Here, we assumed that \(t_1\) executes foo and \(t_2\) executes bar. The \(\mathtt{fence}\) instruction generates an action \(\tau \). The first issue action of \(t_1\) cannot be moved to the right until the corresponding commit action since this would violate the program order. Moreover, the corresponding commit action does not move left due to the read action of \(t_2\) on *x* (which would become infeasible).

The key point here is that a later read action by the same thread, \((t_1,rd,z,5)\), doesn’t allow to move the issue action to the right (until the commit). However, this read action moves to the right of other threads actions. So, we can construct an equivalent SC execution by first moving the read action right after the commit \((t_1,com,x,1)\) and then move the issue action right until the commit action.

In general, we say that an issue (*t*, *isu*) of a thread *t* moves right until the corresponding commit if each read action of *t* after (*t*, *isu*) can move right until the next action of *t* that follows both the read and the commit. Actually, this property is not required for all such reads. The read actions that follow a fence cannot happen between the issue and the corresponding commit actions. For instance, the last read action of foo cannot happen between the first issue of foo and its corresponding commit action. Such reads that follow a fence are not required to move right. In addition, we can omit the right-moves check for read actions that read from the thread local buffer (see Sect. 3 for more details).
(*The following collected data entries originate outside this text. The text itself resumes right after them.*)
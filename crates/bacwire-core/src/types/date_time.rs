/// Wildcard octet meaning "any" in any date or time field.
pub const UNSPECIFIED: u8 = 0xFF;

#[derive(Debug, Clone, Copy, PartialEq, Eq)]
#[cfg_attr(feature = "serde", derive(serde::Serialize, serde::Deserialize))]
pub struct Date {
    pub year_since_1900: u8,
    pub month: u8,
    pub day: u8,
    pub weekday: u8,
}

impl Date {
    pub const fn from_octets(octets: [u8; 4]) -> Self {
        Self {
            year_since_1900: octets[0],
            month: octets[1],
            day: octets[2],
            weekday: octets[3],
        }
    }

    pub const fn to_octets(self) -> [u8; 4] {
        [self.year_since_1900, self.month, self.day, self.weekday]
    }

    /// Calendar year, or `None` when the year is a wildcard.
    pub const fn year(self) -> Option<u16> {
        if self.year_since_1900 == UNSPECIFIED {
            None
        } else {
            Some(1900 + self.year_since_1900 as u16)
        }
    }
}

#[derive(Debug, Clone, Copy, PartialEq, Eq)]
#[cfg_attr(feature = "serde", derive(serde::Serialize, serde::Deserialize))]
pub struct Time {
    pub hour: u8,
    pub minute: u8,
    pub second: u8,
    pub hundredths: u8,
}

impl Time {
    pub const fn from_octets(octets: [u8; 4]) -> Self {
        Self {
            hour: octets[0],
            minute: octets[1],
            second: octets[2],
            hundredths: octets[3],
        }
    }

    pub const fn to_octets(self) -> [u8; 4] {
        [self.hour, self.minute, self.second, self.hundredths]
    }
}
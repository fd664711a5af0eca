use crate::types::ObjectType;

/// A packed BACnet object identifier combining an [`ObjectType`] and a 22-bit
/// instance number into a single `u32`.
///
/// The upper 10 bits encode the object type and the lower 22 bits encode the
/// instance number, matching the BACnet wire format.
#[derive(Debug, Clone, Copy, PartialEq, Eq, Hash)]
#[cfg_attr(feature = "serde", derive(serde::Serialize, serde::Deserialize))]
pub struct ObjectId(u32);

impl ObjectId {
    /// Largest instance number; also the "unconfigured" device instance.
    pub const MAX_INSTANCE: u32 = 0x3F_FFFF;

    /// Creates an `ObjectId` from a type and instance number.
    pub const fn new(object_type: ObjectType, instance: u32) -> Self {
        Self((((object_type.to_u16() as u32) & 0x03FF) << 22) | (instance & 0x3F_FFFF))
    }

    /// Returns the raw packed `u32` representation.
    pub const fn raw(self) -> u32 {
        self.0
    }

    /// Constructs an `ObjectId` from a pre-packed `u32`.
    pub const fn from_raw(raw: u32) -> Self {
        Self(raw)
    }

    /// Extracts the [`ObjectType`] from the upper 10 bits.
    pub const fn object_type(self) -> ObjectType {
        let t = ((self.0 >> 22) & 0x03FF) as u16;
        ObjectType::from_u16(t)
    }

    /// Extracts the 22-bit instance number.
    pub const fn instance(self) -> u32 {
        self.0 & Self::MAX_INSTANCE
    }
}

impl core::fmt::Display for ObjectId {
    fn fmt(&self, f: &mut core::fmt::Formatter<'_>) -> core::fmt::Result {
        write!(f, "{}:{}", self.object_type().to_u16(), self.instance())
    }
}
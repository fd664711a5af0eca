use crate::apdu::ApduType;
use crate::encoding::{encode::Encode, reader::Reader, writer::Writer};
use crate::services::UnconfirmedServiceRequest;
use crate::{DecodeError, EncodeError};

/// Unconfirmed-Request PDU.
#[derive(Debug, Clone, PartialEq)]
#[cfg_attr(feature = "serde", derive(serde::Serialize, serde::Deserialize))]
pub struct UnconfirmedRequest {
    pub service: UnconfirmedServiceRequest,
}

impl UnconfirmedRequest {
    pub const fn new(service: UnconfirmedServiceRequest) -> Self {
        Self { service }
    }

    /// Decodes the rest of the PDU once the type nibble has been read; the
    /// service gets everything left in `r`.
    pub fn decode_after_type(r: &mut Reader<'_>) -> Result<Self, DecodeError> {
        r.reserved("unconfirmed request reserved", 4, 0)?;
        let service = UnconfirmedServiceRequest::decode(r, r.remaining())?;
        Ok(Self { service })
    }
}

impl Encode for UnconfirmedRequest {
    fn encode(&self, w: &mut Writer<'_>) -> Result<(), EncodeError> {
        w.write_bits(ApduType::UnconfirmedRequest.to_u8() as u32, 4)?;
        w.write_bits(0, 4)?;
        self.service.encode(w)
    }

    fn bit_len(&self) -> usize {
        8 + self.service.bit_len()
    }
}
/// Segmentation capability advertised in I-Am.
#[derive(Debug, Clone, Copy, PartialEq, Eq)]
#[cfg_attr(feature = "serde", derive(serde::Serialize, serde::Deserialize))]
#[repr(u8)]
pub enum Segmentation {
    SegmentedBoth = 0,
    SegmentedTransmit = 1,
    SegmentedReceive = 2,
    NoSegmentation = 3,
}

/// Maximum APDU length accepted, as carried in the 4-bit field of a
/// Confirmed-Request.
#[derive(Debug, Clone, Copy, PartialEq, Eq)]
#[cfg_attr(feature = "serde", derive(serde::Serialize, serde::Deserialize))]
#[repr(u8)]
pub enum MaxApdu {
    UpTo50 = 0,
    UpTo128 = 1,
    UpTo206 = 2,
    UpTo480 = 3,
    UpTo1024 = 4,
    UpTo1476 = 5,
}

/// Maximum segments accepted, as carried in the 3-bit field of a
/// Confirmed-Request.
#[derive(Debug, Clone, Copy, PartialEq, Eq)]
#[cfg_attr(feature = "serde", derive(serde::Serialize, serde::Deserialize))]
#[repr(u8)]
pub enum MaxSegments {
    Unspecified = 0,
    Two = 1,
    Four = 2,
    Eight = 3,
    Sixteen = 4,
    ThirtyTwo = 5,
    SixtyFour = 6,
    MoreThanSixtyFour = 7,
}

/// BACnet error class reported in Error PDUs.
#[derive(Debug, Clone, Copy, PartialEq, Eq)]
#[cfg_attr(feature = "serde", derive(serde::Serialize, serde::Deserialize))]
#[repr(u8)]
pub enum ErrorClass {
    Device = 0,
    Object = 1,
    Property = 2,
    Resources = 3,
    Security = 4,
    Services = 5,
    Vt = 6,
    Communication = 7,
}

/// BACnet error code reported in Error PDUs.
#[derive(Debug, Clone, Copy, PartialEq, Eq)]
#[cfg_attr(feature = "serde", derive(serde::Serialize, serde::Deserialize))]
#[repr(u16)]
pub enum ErrorCode {
    Other = 0,
    ConfigurationInProgress = 2,
    DeviceBusy = 3,
    UnknownObject = 31,
    UnknownProperty = 32,
    ValueOutOfRange = 37,
    WriteAccessDenied = 40,
}

/// Reason carried by a Reject-PDU.
#[derive(Debug, Clone, Copy, PartialEq, Eq)]
#[cfg_attr(feature = "serde", derive(serde::Serialize, serde::Deserialize))]
#[repr(u8)]
pub enum RejectReason {
    Other = 0,
    BufferOverflow = 1,
    InconsistentParameters = 2,
    InvalidParameterDataType = 3,
    InvalidTag = 4,
    MissingRequiredParameter = 5,
    ParameterOutOfRange = 6,
    TooManyArguments = 7,
    UndefinedEnumeration = 8,
    UnrecognizedService = 9,
}

/// Reason carried by an Abort-PDU.
#[derive(Debug, Clone, Copy, PartialEq, Eq)]
#[cfg_attr(feature = "serde", derive(serde::Serialize, serde::Deserialize))]
#[repr(u8)]
pub enum AbortReason {
    Other = 0,
    BufferOverflow = 1,
    InvalidApduInThisState = 2,
    PreemptedByHigherPriorityTask = 3,
    SegmentationNotSupported = 4,
    SecurityError = 5,
    InsufficientSecurity = 6,
    WindowSizeOutOfRange = 7,
    ApplicationExceededReplyTime = 8,
    OutOfResources = 9,
    TsmTimeout = 10,
    ApduTooLong = 11,
}

impl Segmentation {
    pub const fn to_u32(self) -> u32 {
        self as u32
    }

    pub const fn from_u32(value: u32) -> Option<Self> {
        match value {
            0 => Some(Self::SegmentedBoth),
            1 => Some(Self::SegmentedTransmit),
            2 => Some(Self::SegmentedReceive),
            3 => Some(Self::NoSegmentation),
            _ => None,
        }
    }
}

impl MaxApdu {
    pub const fn to_u8(self) -> u8 {
        self as u8
    }

    pub const fn from_u8(value: u8) -> Option<Self> {
        match value {
            0 => Some(Self::UpTo50),
            1 => Some(Self::UpTo128),
            2 => Some(Self::UpTo206),
            3 => Some(Self::UpTo480),
            4 => Some(Self::UpTo1024),
            5 => Some(Self::UpTo1476),
            _ => None,
        }
    }

    /// Largest APDU in octets.
    pub const fn octets(self) -> u16 {
        match self {
            Self::UpTo50 => 50,
            Self::UpTo128 => 128,
            Self::UpTo206 => 206,
            Self::UpTo480 => 480,
            Self::UpTo1024 => 1024,
            Self::UpTo1476 => 1476,
        }
    }
}

impl MaxSegments {
    pub const fn to_u8(self) -> u8 {
        self as u8
    }

    pub const fn from_u8(value: u8) -> Option<Self> {
        match value {
            0 => Some(Self::Unspecified),
            1 => Some(Self::Two),
            2 => Some(Self::Four),
            3 => Some(Self::Eight),
            4 => Some(Self::Sixteen),
            5 => Some(Self::ThirtyTwo),
            6 => Some(Self::SixtyFour),
            7 => Some(Self::MoreThanSixtyFour),
            _ => None,
        }
    }
}

impl ErrorClass {
    pub const fn to_u32(self) -> u32 {
        self as u32
    }

    pub const fn from_u32(value: u32) -> Option<Self> {
        match value {
            0 => Some(Self::Device),
            1 => Some(Self::Object),
            2 => Some(Self::Property),
            3 => Some(Self::Resources),
            4 => Some(Self::Security),
            5 => Some(Self::Services),
            6 => Some(Self::Vt),
            7 => Some(Self::Communication),
            _ => None,
        }
    }
}

impl ErrorCode {
    pub const fn to_u32(self) -> u32 {
        self as u32
    }

    pub const fn from_u32(value: u32) -> Option<Self> {
        match value {
            0 => Some(Self::Other),
            2 => Some(Self::ConfigurationInProgress),
            3 => Some(Self::DeviceBusy),
            31 => Some(Self::UnknownObject),
            32 => Some(Self::UnknownProperty),
            37 => Some(Self::ValueOutOfRange),
            40 => Some(Self::WriteAccessDenied),
            _ => None,
        }
    }
}

impl RejectReason {
    pub const fn from_u8(value: u8) -> Option<Self> {
        match value {
            0 => Some(Self::Other),
            1 => Some(Self::BufferOverflow),
            2 => Some(Self::InconsistentParameters),
            3 => Some(Self::InvalidParameterDataType),
            4 => Some(Self::InvalidTag),
            5 => Some(Self::MissingRequiredParameter),
            6 => Some(Self::ParameterOutOfRange),
            7 => Some(Self::TooManyArguments),
            8 => Some(Self::UndefinedEnumeration),
            9 => Some(Self::UnrecognizedService),
            _ => None,
        }
    }
}

impl AbortReason {
    pub const fn from_u8(value: u8) -> Option<Self> {
        match value {
            0 => Some(Self::Other),
            1 => Some(Self::BufferOverflow),
            2 => Some(Self::InvalidApduInThisState),
            3 => Some(Self::PreemptedByHigherPriorityTask),
            4 => Some(Self::SegmentationNotSupported),
            5 => Some(Self::SecurityError),
            6 => Some(Self::InsufficientSecurity),
            7 => Some(Self::WindowSizeOutOfRange),
            8 => Some(Self::ApplicationExceededReplyTime),
            9 => Some(Self::OutOfResources),
            10 => Some(Self::TsmTimeout),
            11 => Some(Self::ApduTooLong),
            _ => None,
        }
    }
}

#[cfg(test)]
mod tests {
    use super::{MaxApdu, MaxSegments};

    #[test]
    fn max_apdu_sizes() {
        assert_eq!(MaxApdu::from_u8(5).map(MaxApdu::octets), Some(1476));
        assert_eq!(MaxApdu::from_u8(9), None);
        assert_eq!(MaxSegments::from_u8(7), Some(MaxSegments::MoreThanSixtyFour));
    }
}
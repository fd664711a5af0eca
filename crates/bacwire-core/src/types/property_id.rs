/// BACnet property identifiers.
///
/// Common standard properties are named variants; vendor-specific or
/// unrecognised identifiers use [`Proprietary`](Self::Proprietary).
#[derive(Debug, Clone, Copy, PartialEq, Eq)]
#[cfg_attr(feature = "serde", derive(serde::Serialize, serde::Deserialize))]
pub enum PropertyId {
    Description,
    EventState,
    ObjectIdentifier,
    ObjectList,
    ObjectName,
    ObjectType,
    OutOfService,
    PresentValue,
    PriorityArray,
    Reliability,
    StatusFlags,
    Units,
    VendorIdentifier,
    VendorName,
    Proprietary(u32),
}

impl PropertyId {
    pub const fn to_u32(self) -> u32 {
        match self {
            Self::Description => 28,
            Self::EventState => 36,
            Self::ObjectIdentifier => 75,
            Self::ObjectList => 76,
            Self::ObjectName => 77,
            Self::ObjectType => 79,
            Self::OutOfService => 81,
            Self::PresentValue => 85,
            Self::PriorityArray => 87,
            Self::Reliability => 103,
            Self::StatusFlags => 111,
            Self::Units => 117,
            Self::VendorIdentifier => 120,
            Self::VendorName => 121,
            Self::Proprietary(v) => v,
        }
    }

    pub const fn from_u32(value: u32) -> Self {
        match value {
            28 => Self::Description,
            36 => Self::EventState,
            75 => Self::ObjectIdentifier,
            76 => Self::ObjectList,
            77 => Self::ObjectName,
            79 => Self::ObjectType,
            81 => Self::OutOfService,
            85 => Self::PresentValue,
            87 => Self::PriorityArray,
            103 => Self::Reliability,
            111 => Self::StatusFlags,
            117 => Self::Units,
            120 => Self::VendorIdentifier,
            121 => Self::VendorName,
            v => Self::Proprietary(v),
        }
    }
}
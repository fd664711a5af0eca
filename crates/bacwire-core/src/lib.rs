//! BACnet wire codec in pure Rust.
//!
//! `bacwire-core` decodes and encodes the BACnet network stack below the
//! data link: tag headers, application and context tags, constructed data,
//! service messages, APDUs, network layer messages and NPDUs. Every layer is
//! decoded against the length budget its parent hands down and reports the
//! exact number of bits it encodes to, so a decoded frame re-encodes to the
//! same bytes.
//!
//! # Feature flags
//!
//! - **`std`** (default): enables `std::error::Error` implementations.
//! - **`serde`**: derives `Serialize`/`Deserialize` on every frame type.

#![cfg_attr(not(feature = "std"), no_std)]

extern crate alloc;
#[cfg(feature = "std")]
extern crate std;

/// APDU (Application Protocol Data Unit) types for confirmed/unconfirmed requests and responses.
pub mod apdu;
/// Bit-level reader/writer, tag headers, tags and constructed data.
pub mod encoding;
/// Error types for encoding and decoding operations.
pub mod error;
/// Network layer messages.
pub mod nlm;
/// NPDU (Network Protocol Data Unit) encoding and decoding.
pub mod npdu;
/// BACnet service request and response codecs.
pub mod services;
/// Core BACnet data types: object identifiers, property identifiers, dates and enumerations.
pub mod types;

pub use error::{DecodeError, EncodeError, Layer};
In brief, our method for checking robustness does the following for every write instruction (assignment to a shared variable): either the commit action of this write moves left or the actions of later read instructions that come before a fence move right in all executions. This semantic condition can be checked using the concept of movers [17] as follows: every write instruction is either a left-mover or all the read instructions that come before a fence and can be executed later than the write (in an SC execution) are right-movers. Note that this requires no modeling and verification of TSO executions.

Consider the work stealing queue implementation in Fig. 3. A queue is represented with an array \(\mathtt{items}\). Its head and tail indices are stored in the shared variables \(\mathtt{H}\) and \(\mathtt{T}\), respectively. There are three procedures that can operate on this queue: any number of threads may execute the steal method and remove an element from the head of the queue, and a single unique thread may execute put or take methods nondeterministically. The put method inserts an element at the tail index and the take method removes an element from the tail index.

This program is not robust. If there is a single element in the queue and the take method takes it by delaying its writes after some concurrent steals, one of the concurrent steals might also remove this last element. Popping the same element twice is not possible under SC, but it is possible under TSO semantics. However, we can still prove some properties of this program under TSO. Our robustness check fails on this program because the writes of the worker thread (executing the put and take methods) are not left movers and the read from the variable *H* in the take method is not a right mover. This read is not a right mover w.r.t. successful CAS actions of the steal procedure that increment *H*.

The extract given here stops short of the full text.